Redacción.- El embajador británico en Washington, Kim Darroch, anunció su renuncia luego del escándalo político provocado por la filtración de unos cables diplomáticos en los que criticaba al presidente estadounidense y a su Administración como “excepcionalmente disfuncional” e “inepto”.
A través de un comunicado, Darroch expreso que desde la filtración de documentos oficiales se han hecho muchas especulaciones en torno a su posición.
“Quiero poner fin a esa especulación.
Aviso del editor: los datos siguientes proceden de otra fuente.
// Chart Sampler Tests

use super::parse_expr;
use crate::config::AnalysisConfig;
use crate::sampler::{chart_window, sample};

#[test]
fn test_default_window() {
    let config = AnalysisConfig::default();
    assert_eq!(chart_window(&[], &config), (-5.0, 5.0));
}

#[test]
fn test_window_around_points_of_interest() {
    let config = AnalysisConfig::default();
    assert_eq!(chart_window(&[0.0, 2.0, 1.0], &config), (-3.0, 5.0));
    assert_eq!(chart_window(&[1.0, f64::NAN], &config), (-2.0, 4.0));
}

#[test]
fn test_sample_count_and_order() {
    let config = AnalysisConfig::default();
    let samples = sample(&parse_expr("x"), &[], 10, &config);
    assert_eq!(samples.len(), 11);
    assert_eq!(samples[0].x, -5.0);
    assert_eq!(samples[10].x, 5.0);
    assert!(samples.windows(2).all(|pair| pair[0].x < pair[1].x));
}

#[test]
fn test_failed_points_dropped() {
    let config = AnalysisConfig::default();
    assert_eq!(sample(&parse_expr("1/x"), &[], 10, &config).len(), 10);
    assert_eq!(sample(&parse_expr("sqrt(x)"), &[], 10, &config).len(), 6);
}

#[test]
fn test_cutoff_drops_large_values() {
    let config = AnalysisConfig::default();
    let samples = sample(&parse_expr("x^10"), &[], 10, &config);
    assert_eq!(samples.len(), 5);
    assert!(samples.iter().all(|s| s.y.abs() <= config.y_cutoff));
}

#[test]
fn test_zero_target_count() {
    let config = AnalysisConfig::default();
    assert_eq!(sample(&parse_expr("x"), &[], 0, &config).len(), 2);
}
La situación actual me está impidiendo desempeñar mi papel como me gustaría hacerlo”
El 6 de julio, el diario británico Daily Mail publicó que Darroch había descrito los conflictos internos de la Administración Trump como “peleas a cuchillo” en una serie de informes clasificados enviados a Londres.
Tras esto, el mandatario anunció que ya no trataría más con Darroch. “No conozco al embajador, pero no es querido ni valorado dentro de EEUU, ya no trataremos con él”, tuiteó además lo calificó como “un tipo muy estúpido”.
Después de las palabras de Trump, la primera ministra británica, Theresa May, declaró tener “plena confianza” en el diplomático a pesar de no estar de acuerdo con sus valoraciones.
Por su parte, el ministro de Relaciones Exteriores del Reino Unido, Jeremy Hunt, aseveró que los documentos filtrados reflejan la “visión personal” del embajador y no la del Gobierno británico.